Raw data: Begin
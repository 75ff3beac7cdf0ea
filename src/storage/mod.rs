//! Storage abstractions for viewer preferences.
//!
//! The site keeps a single per-viewer preference (the theme). It lives in a
//! small key-value store with the same contract as browser local storage:
//! string keys, string values, read at startup, written on change.
//!
//! ## Directory Structure
//!
//! ```text
//! storage/
//! ├── config.toml           # Site configuration
//! └── preferences.json      # Key-value preferences
//! ```

pub mod local;

use std::collections::HashMap;
use std::sync::Mutex;

use crate::error::Result;

pub use local::FilePreferenceStore;

/// Key-value preference storage.
pub trait PreferenceStore: Send + Sync {
    /// Read a value, `None` when unset.
    fn get(&self, key: &str) -> Result<Option<String>>;

    /// Write a value.
    fn set(&self, key: &str, value: &str) -> Result<()>;
}

/// Preferences held in memory only.
#[derive(Debug, Default)]
pub struct MemoryPreferenceStore {
    values: Mutex<HashMap<String, String>>,
}

impl MemoryPreferenceStore {
    pub fn new() -> Self {
        Self::default()
    }

    /// Store pre-seeded with one value.
    pub fn with_value(key: &str, value: &str) -> Self {
        let store = Self::new();
        if let Ok(mut values) = store.values.lock() {
            values.insert(key.to_string(), value.to_string());
        }
        store
    }
}

impl PreferenceStore for MemoryPreferenceStore {
    fn get(&self, key: &str) -> Result<Option<String>> {
        let values = self.values.lock().unwrap_or_else(|e| e.into_inner());
        Ok(values.get(key).cloned())
    }

    fn set(&self, key: &str, value: &str) -> Result<()> {
        let mut values = self.values.lock().unwrap_or_else(|e| e.into_inner());
        values.insert(key.to_string(), value.to_string());
        Ok(())
    }
}

impl<T: PreferenceStore + ?Sized> PreferenceStore for &T {
    fn get(&self, key: &str) -> Result<Option<String>> {
        (**self).get(key)
    }

    fn set(&self, key: &str, value: &str) -> Result<()> {
        (**self).set(key, value)
    }
}

#[cfg(test)]
mod tests {
    use super::*;

    #[test]
    fn test_memory_store_roundtrip() {
        let store = MemoryPreferenceStore::new();
        assert_eq!(store.get("theme").unwrap(), None);
        store.set("theme", "light").unwrap();
        assert_eq!(store.get("theme").unwrap().as_deref(), Some("light"));
    }

    #[test]
    fn test_with_value() {
        let store = MemoryPreferenceStore::with_value("theme", "dark");
        assert_eq!(store.get("theme").unwrap().as_deref(), Some("dark"));
    }
}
Raw data: End
● **What to work on**:
Copy each entry above exactly, leaving nothing out.

● **Your response**:
repository 75ff3beac7cdf0ea
filename src/storage/mod.rs
//! Storage abstractions for viewer preferences.
//!
//! The site keeps a single per-viewer preference (the theme). It lives in a
//! small key-value store with the same contract as browser local storage:
//! string keys, string values, read at startup, written on change.
//!
//! ## Directory Structure
//!
//! ```text
//! storage/
//! ├── config.toml           # Site configuration
//! └── preferences.json      # Key-value preferences
//! ```

pub mod local;

use std::collections::HashMap;
use std::sync::Mutex;

use crate::error::Result;

pub use local::FilePreferenceStore;

/// Key-value preference storage.
pub trait PreferenceStore: Send + Sync {
    /// Read a value, `None` when unset.
    fn get(&self, key: &str) -> Result<Option<String>>;

    /// Write a value.
    fn set(&self, key: &str, value: &str) -> Result<()>;
}

/// Preferences held in memory only.
#[derive(Debug, Default)]
pub struct MemoryPreferenceStore {
    values: Mutex<HashMap<String, String>>,
}

impl MemoryPreferenceStore {
    pub fn new() -> Self {
        Self::default()
    }

    /// Store pre-seeded with one value.
    pub fn with_value(key: &str, value: &str) -> Self {
        let store = Self::new();
        if let Ok(mut values) = store.values.lock() {
            values.insert(key.to_string(), value.to_string());
        }
        store
    }
}

impl PreferenceStore for MemoryPreferenceStore {
    fn get(&self, key: &str) -> Result<Option<String>> {
        let values = self.values.lock().unwrap_or_else(|e| e.into_inner());
        Ok(values.get(key).cloned())
    }

    fn set(&self, key: &str, value: &str) -> Result<()> {
        let mut values = self.values.lock().unwrap_or_else(|e| e.into_inner());
        values.insert(key.to_string(), value.to_string());
        Ok(())
    }
}

impl<T: PreferenceStore + ?Sized> PreferenceStore for &T {
    fn get(&self, key: &str) -> Result<Option<String>> {
        (**self).get(key)
    }

    fn set(&self, key: &str, value: &str) -> Result<()> {
        (**self).set(key, value)
    }
}

#[cfg(test)]
mod tests {
    use super::*;

    #[test]
    fn test_memory_store_roundtrip() {
        let store = MemoryPreferenceStore::new();
        assert_eq!(store.get("theme").unwrap(), None);
        store.set("theme", "light").unwrap();
        assert_eq!(store.get("theme").unwrap().as_deref(), Some("light"));
    }

    #[test]
    fn test_with_value() {
        let store = MemoryPreferenceStore::with_value("theme", "dark");
        assert_eq!(store.get("theme").unwrap().as_deref(), Some("dark"));
    }
}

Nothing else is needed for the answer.